The recycling center “purchased the irreparable bikes as scrap metal,” CMC’s Public and Investor Relations Manager Susan Gerber said in a statement to NPR.
Based in Beijing, Ofo abandoned the Dallas market in July. As member station KERA reports, “It’s one of three bike-share companies that have left Dallas since late June, when City Council approved regulations that require companies to get permits and pay the city per bike or scooter.”
Ofo says that as it shut down its Dallas operation, it donated usable bikes to two local causes: CitySquare and Bikes for Tykes. According to the Dallas Morning News, the company promised 250 bikes to anti-poverty group CitySquare — which has yet to figure out precisely what it will do with them.
A few hundred bikes are a small fraction of the 5,000 bikes, according to the Morning News, that Ofo once had in Dallas.
In the past year, Dallas emerged as a somewhat unlikely ground zero in the battle for market share among dockless bike-share companies. In the spring, NBC News reported that Dallas had more of the bikes than any other U.S. city. A city official put the number at around 20,000, KERA reported.
The ubiquity and seeming disposability of the bikes in Dallas prompted hundreds of public complaints about their being left strewn across sidewalks or tossed into waterways. An Instagram account called dallasbikemess documented some of the most striking scenes.
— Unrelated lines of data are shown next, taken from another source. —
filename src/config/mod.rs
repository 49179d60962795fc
pub mod proc_loader;
pub mod proc_validator;
pub mod settings;
pub mod sources;
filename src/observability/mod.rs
pub mod metrics;
pub mod routes;
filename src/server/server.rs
use anyhow::{anyhow, Result};
use crate::config::settings::SettingsConfig;
use crate::observability::metrics::get_metrics;
use crate::observability::routes::MetricsState;
use tracing::info;

/// Serve the metrics route; returns immediately when nothing is routed.
pub async fn start(settings_config: &SettingsConfig) -> Result<()> {
    let metrics = get_metrics();
    let state = MetricsState::new(metrics.registry.clone());
    let app = state.router(&settings_config.metrics);

    let Some(server) = settings_config.server.as_ref().filter(|_| app.has_routes()) else {
        return Ok(());
    };

    let addr = format!("{}:{}", server.host, server.port);
    let listener = tokio::net::TcpListener::bind(&addr)
        .await
        .map_err(|e| anyhow!("cannot bind '{}': {}", addr, e))?;
    info!(%addr, "metrics server listening");
    metrics.up.set(1);
    axum::serve(listener, app).await?;

    Ok(())
}
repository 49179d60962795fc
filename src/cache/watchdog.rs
use std::time::Duration;

use chrono::{DateTime, Utc};
use tokio::task::AbortHandle;
use tracing::debug;

/// One-shot expiry timer for the cached token.
///
/// The callback receives the arming id so the owner can tell a live firing
/// from one that lost a race with a cancel.
#[derive(Debug)]
pub struct ExpiryWatchdog {
    id: u64,
    deadline: DateTime<Utc>,
    handle: AbortHandle,
}

impl ExpiryWatchdog {
    pub fn arm<F>(id: u64, delay: Duration, deadline: DateTime<Utc>, on_fire: F) -> Self
    where
        F: FnOnce(u64) + Send + 'static,
    {
        debug!(watchdog_id = id, delay_ms = delay.as_millis() as u64, %deadline, "arming expiry watchdog");
        let handle = tokio::spawn(async move {
            tokio::time::sleep(delay).await;
            on_fire(id);
        })
        .abort_handle();

        Self { id, deadline, handle }
    }

    pub fn id(&self) -> u64 {
        self.id
    }

    pub fn deadline(&self) -> DateTime<Utc> {
        self.deadline
    }

    pub fn cancel(self) {
        debug!(watchdog_id = self.id, "cancelling expiry watchdog");
        // abort happens in drop
    }
}

impl Drop for ExpiryWatchdog {
    fn drop(&mut self) {
        self.handle.abort();
    }
}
In January, Dallas told Ofo and four other bike-share companies that they needed to do more to keep their bicycles from blocking walkways, pedestrian ramps and other areas. There were so many, Rawlings said, it seemed the brightly colored bikes could “asexually reproduce or something.”
And in what police viewed as an act of frustration, someone burned at least two Ofo bikes, leaving their charred wreckage behind.
This summer, as Dallas and other cities enacted laws to rein in the bikes — and as more cities approved the use of dockless electric scooters — Ofo began to shrink its U.S. footprint.
In July, Ofo shut down its Chicago program after the city changed its rules to favor short-term rental bikes that can lock to stationary objects — through a U-lock or a cable — rather than the self-contained wheel lock that Ofo and other bikes use.
Ofo bikes arrived in the U.S. last summer, with an initial launch in Seattle — the tip of what proved to be a massive spear of yellow bicycles, which were soon scattered on sidewalks in cities from San Diego to Washington, D.C.
The company once had more than 40,000 bikes in the U.S.; on Tuesday, Ofo representative Taylor Bennett said via email that the current number “is proprietary.”
As quickly as it expanded into U.S. cities, Ofo has recently been leaving some of those markets. After adding more capacity in Miami in late June, the company said it would leave the city. And in Atlanta, Ofo pulled out in July, one month after arriving.
Ofo’s attempt to flood the U.S. market with $1-a-ride bikes was boosted by $700 million from investment funds in July 2017. But then complications arose — from new competition from electric bikes and scooters to new regulations backed by city officials and activists who said the bikes were creating messy hazards.
On its website, Ofo says it has a global fleet of more than 10 million bicycles, operating in at least 20 countries.
Along with Ofo, bike-share companies Mobike and Spin have decided to leave Dallas — according to KERA, that leaves only Lime and the local company VBikes offering short-term bike rentals in the city.